* Task to complete *
Reproduce exactly, from the data that follows, the line with "filename crates/knowledge/src/document.rs", the line with "Document without metadata.", and every line that lies between them.

[[ Data extract open ]]

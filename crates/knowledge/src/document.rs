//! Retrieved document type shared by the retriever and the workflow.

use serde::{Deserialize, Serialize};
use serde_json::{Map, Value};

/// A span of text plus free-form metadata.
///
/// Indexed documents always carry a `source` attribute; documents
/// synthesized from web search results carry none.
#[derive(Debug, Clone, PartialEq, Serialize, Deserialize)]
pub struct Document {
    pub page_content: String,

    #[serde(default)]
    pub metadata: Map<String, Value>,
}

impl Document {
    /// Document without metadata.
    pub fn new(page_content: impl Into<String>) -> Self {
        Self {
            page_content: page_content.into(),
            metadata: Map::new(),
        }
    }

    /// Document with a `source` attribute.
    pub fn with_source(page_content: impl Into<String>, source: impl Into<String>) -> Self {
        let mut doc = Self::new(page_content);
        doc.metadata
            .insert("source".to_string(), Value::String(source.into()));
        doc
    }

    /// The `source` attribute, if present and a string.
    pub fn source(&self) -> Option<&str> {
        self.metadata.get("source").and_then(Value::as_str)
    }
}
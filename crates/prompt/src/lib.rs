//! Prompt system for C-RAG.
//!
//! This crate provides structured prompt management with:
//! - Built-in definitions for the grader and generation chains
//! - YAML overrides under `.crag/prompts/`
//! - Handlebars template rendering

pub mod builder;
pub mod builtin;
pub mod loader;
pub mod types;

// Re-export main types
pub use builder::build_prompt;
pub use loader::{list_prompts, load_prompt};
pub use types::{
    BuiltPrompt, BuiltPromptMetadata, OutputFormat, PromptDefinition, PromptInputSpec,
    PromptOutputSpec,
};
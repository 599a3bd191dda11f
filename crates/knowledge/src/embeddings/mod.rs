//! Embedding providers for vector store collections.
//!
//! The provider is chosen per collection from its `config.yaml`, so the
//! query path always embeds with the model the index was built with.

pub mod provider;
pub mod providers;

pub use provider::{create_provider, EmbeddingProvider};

[[ Data extract closed ]]
[[ Data extract open ]]

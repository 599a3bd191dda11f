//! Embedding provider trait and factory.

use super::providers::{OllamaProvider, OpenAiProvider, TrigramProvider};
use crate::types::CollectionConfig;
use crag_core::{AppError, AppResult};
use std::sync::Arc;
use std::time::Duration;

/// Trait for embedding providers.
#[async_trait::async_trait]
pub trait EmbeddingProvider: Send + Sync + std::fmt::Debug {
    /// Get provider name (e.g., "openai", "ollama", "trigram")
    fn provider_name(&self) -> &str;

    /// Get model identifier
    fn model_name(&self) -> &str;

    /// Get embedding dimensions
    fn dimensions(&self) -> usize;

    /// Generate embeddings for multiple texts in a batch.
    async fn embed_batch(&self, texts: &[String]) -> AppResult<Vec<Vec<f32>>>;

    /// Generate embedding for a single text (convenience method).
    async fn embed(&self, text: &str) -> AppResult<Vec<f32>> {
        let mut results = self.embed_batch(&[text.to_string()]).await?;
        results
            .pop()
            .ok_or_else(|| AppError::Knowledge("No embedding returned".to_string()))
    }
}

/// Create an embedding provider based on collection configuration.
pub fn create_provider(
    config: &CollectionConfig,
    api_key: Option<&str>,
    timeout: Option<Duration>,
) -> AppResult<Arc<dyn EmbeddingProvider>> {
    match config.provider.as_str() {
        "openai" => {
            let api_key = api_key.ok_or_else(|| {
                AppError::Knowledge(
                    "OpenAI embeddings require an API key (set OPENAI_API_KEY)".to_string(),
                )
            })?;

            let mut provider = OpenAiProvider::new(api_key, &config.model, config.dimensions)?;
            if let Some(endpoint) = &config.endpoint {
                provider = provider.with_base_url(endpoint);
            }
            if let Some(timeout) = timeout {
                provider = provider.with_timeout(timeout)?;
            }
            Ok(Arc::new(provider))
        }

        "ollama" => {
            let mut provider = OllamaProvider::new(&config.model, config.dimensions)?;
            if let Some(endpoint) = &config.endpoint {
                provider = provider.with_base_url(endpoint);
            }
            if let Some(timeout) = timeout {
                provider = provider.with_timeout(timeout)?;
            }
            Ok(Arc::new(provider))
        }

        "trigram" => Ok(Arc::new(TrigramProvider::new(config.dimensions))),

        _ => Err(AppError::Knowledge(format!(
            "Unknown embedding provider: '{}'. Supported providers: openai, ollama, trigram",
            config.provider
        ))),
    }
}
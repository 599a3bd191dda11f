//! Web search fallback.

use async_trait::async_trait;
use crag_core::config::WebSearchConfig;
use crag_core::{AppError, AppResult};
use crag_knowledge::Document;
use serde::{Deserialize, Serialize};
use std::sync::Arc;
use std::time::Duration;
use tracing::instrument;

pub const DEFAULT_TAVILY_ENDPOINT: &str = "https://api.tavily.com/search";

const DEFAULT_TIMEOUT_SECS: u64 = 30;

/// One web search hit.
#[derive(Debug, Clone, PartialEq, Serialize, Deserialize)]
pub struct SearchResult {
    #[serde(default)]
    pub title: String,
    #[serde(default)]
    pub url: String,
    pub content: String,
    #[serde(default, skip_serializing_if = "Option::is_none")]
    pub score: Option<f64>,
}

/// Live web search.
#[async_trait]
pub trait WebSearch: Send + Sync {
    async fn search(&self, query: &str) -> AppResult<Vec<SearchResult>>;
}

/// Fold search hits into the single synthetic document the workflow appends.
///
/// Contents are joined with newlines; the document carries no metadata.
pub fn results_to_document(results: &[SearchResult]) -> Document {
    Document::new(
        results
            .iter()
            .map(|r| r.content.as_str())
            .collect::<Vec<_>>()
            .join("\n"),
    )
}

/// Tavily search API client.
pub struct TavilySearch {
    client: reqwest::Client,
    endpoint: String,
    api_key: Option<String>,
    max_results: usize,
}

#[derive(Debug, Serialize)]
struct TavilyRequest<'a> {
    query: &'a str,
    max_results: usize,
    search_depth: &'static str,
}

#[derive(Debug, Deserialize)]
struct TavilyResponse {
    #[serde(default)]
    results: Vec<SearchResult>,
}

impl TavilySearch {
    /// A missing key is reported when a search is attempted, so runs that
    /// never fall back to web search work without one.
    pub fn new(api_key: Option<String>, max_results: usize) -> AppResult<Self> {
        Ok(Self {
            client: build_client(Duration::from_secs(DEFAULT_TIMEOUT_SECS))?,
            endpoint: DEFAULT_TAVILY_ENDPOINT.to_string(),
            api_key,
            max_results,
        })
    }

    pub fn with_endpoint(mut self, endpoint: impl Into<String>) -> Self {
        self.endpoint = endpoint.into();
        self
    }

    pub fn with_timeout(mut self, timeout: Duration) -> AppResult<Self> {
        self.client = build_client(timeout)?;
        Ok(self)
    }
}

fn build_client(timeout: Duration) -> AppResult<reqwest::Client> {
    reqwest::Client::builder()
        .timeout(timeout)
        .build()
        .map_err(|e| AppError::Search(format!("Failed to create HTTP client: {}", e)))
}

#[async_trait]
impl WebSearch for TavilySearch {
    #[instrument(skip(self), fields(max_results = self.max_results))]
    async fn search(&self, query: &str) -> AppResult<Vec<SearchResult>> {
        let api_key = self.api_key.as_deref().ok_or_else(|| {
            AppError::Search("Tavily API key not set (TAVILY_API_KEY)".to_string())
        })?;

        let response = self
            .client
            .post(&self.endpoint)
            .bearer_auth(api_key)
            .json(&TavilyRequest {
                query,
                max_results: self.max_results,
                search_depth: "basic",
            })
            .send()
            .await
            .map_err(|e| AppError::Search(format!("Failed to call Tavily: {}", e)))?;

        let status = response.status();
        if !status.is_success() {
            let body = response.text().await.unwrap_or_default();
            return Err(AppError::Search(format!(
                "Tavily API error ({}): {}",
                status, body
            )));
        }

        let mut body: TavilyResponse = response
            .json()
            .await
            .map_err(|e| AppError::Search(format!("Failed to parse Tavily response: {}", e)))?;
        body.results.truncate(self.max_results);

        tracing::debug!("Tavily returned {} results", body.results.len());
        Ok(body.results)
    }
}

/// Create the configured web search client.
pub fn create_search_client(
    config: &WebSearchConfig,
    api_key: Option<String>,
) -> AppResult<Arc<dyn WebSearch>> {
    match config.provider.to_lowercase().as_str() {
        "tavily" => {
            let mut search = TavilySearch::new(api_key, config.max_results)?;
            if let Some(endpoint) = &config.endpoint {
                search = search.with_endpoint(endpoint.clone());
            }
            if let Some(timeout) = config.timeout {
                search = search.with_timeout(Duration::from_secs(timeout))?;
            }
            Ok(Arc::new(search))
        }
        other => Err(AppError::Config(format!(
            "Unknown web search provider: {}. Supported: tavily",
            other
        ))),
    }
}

[[ Data extract closed ]]
[[ Data extract open ]]

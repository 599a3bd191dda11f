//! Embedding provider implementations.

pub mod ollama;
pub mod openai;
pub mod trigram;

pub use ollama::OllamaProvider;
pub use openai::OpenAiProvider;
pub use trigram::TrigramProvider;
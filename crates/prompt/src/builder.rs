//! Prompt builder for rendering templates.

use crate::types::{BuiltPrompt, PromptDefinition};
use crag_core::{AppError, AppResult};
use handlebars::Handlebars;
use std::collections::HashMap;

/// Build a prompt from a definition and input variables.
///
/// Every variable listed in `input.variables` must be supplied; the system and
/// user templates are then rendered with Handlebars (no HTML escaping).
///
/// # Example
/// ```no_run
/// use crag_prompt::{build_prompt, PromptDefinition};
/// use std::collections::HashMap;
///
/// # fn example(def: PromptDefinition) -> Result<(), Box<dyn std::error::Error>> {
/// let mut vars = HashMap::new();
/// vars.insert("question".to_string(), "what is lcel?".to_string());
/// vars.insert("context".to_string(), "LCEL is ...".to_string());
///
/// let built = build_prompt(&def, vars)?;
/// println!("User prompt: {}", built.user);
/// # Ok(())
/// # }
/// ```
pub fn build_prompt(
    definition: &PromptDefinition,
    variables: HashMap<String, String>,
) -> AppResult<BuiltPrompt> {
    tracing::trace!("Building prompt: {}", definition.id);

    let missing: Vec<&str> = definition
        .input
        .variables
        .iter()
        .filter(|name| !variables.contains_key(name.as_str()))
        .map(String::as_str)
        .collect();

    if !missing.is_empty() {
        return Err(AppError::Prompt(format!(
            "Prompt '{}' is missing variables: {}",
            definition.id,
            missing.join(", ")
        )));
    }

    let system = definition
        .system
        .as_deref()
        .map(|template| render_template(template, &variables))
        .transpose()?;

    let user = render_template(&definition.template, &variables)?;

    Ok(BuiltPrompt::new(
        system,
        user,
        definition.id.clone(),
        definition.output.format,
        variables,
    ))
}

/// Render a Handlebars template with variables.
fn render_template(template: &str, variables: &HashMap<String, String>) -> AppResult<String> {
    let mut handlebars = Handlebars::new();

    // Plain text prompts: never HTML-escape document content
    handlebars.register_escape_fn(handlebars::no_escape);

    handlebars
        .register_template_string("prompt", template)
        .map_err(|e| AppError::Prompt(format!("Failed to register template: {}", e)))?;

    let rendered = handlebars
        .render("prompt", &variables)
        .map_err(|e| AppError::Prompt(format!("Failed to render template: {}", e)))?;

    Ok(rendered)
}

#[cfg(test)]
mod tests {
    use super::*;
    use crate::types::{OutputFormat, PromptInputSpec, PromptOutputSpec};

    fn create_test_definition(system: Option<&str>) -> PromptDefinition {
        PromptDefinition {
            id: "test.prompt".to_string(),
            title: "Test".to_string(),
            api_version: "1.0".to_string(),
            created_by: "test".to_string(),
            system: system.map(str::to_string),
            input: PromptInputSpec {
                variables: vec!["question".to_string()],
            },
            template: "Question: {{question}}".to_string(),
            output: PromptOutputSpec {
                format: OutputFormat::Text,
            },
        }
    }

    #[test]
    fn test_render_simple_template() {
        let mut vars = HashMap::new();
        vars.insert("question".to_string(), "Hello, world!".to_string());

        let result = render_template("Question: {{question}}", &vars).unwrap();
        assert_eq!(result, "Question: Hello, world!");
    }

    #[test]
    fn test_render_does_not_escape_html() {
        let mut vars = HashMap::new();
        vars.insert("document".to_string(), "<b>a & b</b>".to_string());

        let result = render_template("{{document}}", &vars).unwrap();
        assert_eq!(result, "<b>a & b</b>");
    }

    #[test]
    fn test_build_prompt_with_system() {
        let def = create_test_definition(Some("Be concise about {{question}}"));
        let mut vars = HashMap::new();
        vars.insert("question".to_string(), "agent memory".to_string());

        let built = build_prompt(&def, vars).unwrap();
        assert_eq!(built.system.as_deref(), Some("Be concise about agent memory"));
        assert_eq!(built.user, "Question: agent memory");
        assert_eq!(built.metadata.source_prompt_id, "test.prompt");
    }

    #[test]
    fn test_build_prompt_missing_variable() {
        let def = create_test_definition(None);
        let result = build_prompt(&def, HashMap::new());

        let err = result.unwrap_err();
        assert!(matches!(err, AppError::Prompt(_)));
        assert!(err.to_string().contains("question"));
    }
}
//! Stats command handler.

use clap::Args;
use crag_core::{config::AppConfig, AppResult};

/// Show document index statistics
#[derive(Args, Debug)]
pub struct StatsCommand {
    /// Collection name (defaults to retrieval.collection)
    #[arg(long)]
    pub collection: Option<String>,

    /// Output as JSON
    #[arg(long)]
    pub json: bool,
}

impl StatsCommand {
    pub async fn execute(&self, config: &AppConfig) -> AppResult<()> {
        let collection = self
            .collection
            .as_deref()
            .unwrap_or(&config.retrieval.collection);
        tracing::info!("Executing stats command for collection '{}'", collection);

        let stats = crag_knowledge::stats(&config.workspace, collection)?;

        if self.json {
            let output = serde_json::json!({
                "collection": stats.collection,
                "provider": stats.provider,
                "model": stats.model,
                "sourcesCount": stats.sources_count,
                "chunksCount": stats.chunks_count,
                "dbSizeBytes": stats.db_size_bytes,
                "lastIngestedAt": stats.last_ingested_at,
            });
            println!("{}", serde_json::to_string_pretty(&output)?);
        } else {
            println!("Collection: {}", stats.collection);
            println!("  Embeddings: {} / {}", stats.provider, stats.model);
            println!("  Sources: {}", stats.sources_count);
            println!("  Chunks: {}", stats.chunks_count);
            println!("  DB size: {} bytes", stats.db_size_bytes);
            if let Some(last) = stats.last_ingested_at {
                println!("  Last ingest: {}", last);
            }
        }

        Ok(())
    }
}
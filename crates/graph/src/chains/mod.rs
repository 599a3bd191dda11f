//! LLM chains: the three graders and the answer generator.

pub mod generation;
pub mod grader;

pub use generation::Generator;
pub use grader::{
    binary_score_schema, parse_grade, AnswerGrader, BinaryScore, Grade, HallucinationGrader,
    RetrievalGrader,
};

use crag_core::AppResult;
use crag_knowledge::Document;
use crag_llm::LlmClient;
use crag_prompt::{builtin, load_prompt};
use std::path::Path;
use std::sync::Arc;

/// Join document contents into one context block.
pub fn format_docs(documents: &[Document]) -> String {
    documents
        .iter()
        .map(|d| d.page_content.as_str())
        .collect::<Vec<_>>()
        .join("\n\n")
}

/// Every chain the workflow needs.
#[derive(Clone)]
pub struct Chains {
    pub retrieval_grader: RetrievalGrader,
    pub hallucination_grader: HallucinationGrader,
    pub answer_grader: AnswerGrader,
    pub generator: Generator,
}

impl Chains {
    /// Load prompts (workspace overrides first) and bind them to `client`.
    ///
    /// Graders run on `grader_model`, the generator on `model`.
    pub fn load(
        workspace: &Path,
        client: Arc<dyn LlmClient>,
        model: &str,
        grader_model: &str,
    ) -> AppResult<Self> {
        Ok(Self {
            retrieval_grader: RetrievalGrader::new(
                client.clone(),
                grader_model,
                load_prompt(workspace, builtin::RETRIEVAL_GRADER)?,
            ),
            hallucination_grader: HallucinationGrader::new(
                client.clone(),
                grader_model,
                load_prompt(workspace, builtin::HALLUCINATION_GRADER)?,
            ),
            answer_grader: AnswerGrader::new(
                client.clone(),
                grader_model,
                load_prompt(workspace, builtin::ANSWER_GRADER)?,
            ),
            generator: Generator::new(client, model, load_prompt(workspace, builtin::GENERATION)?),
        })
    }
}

[[ Data extract closed ]]

* Written response *
filename crates/knowledge/src/document.rs
//! Retrieved document type shared by the retriever and the workflow.

use serde::{Deserialize, Serialize};
use serde_json::{Map, Value};

/// A span of text plus free-form metadata.
///
/// Indexed documents always carry a `source` attribute; documents
/// synthesized from web search results carry none.
#[derive(Debug, Clone, PartialEq, Serialize, Deserialize)]
pub struct Document {
    pub page_content: String,

    #[serde(default)]
    pub metadata: Map<String, Value>,
}

impl Document {
    /// Document without metadata.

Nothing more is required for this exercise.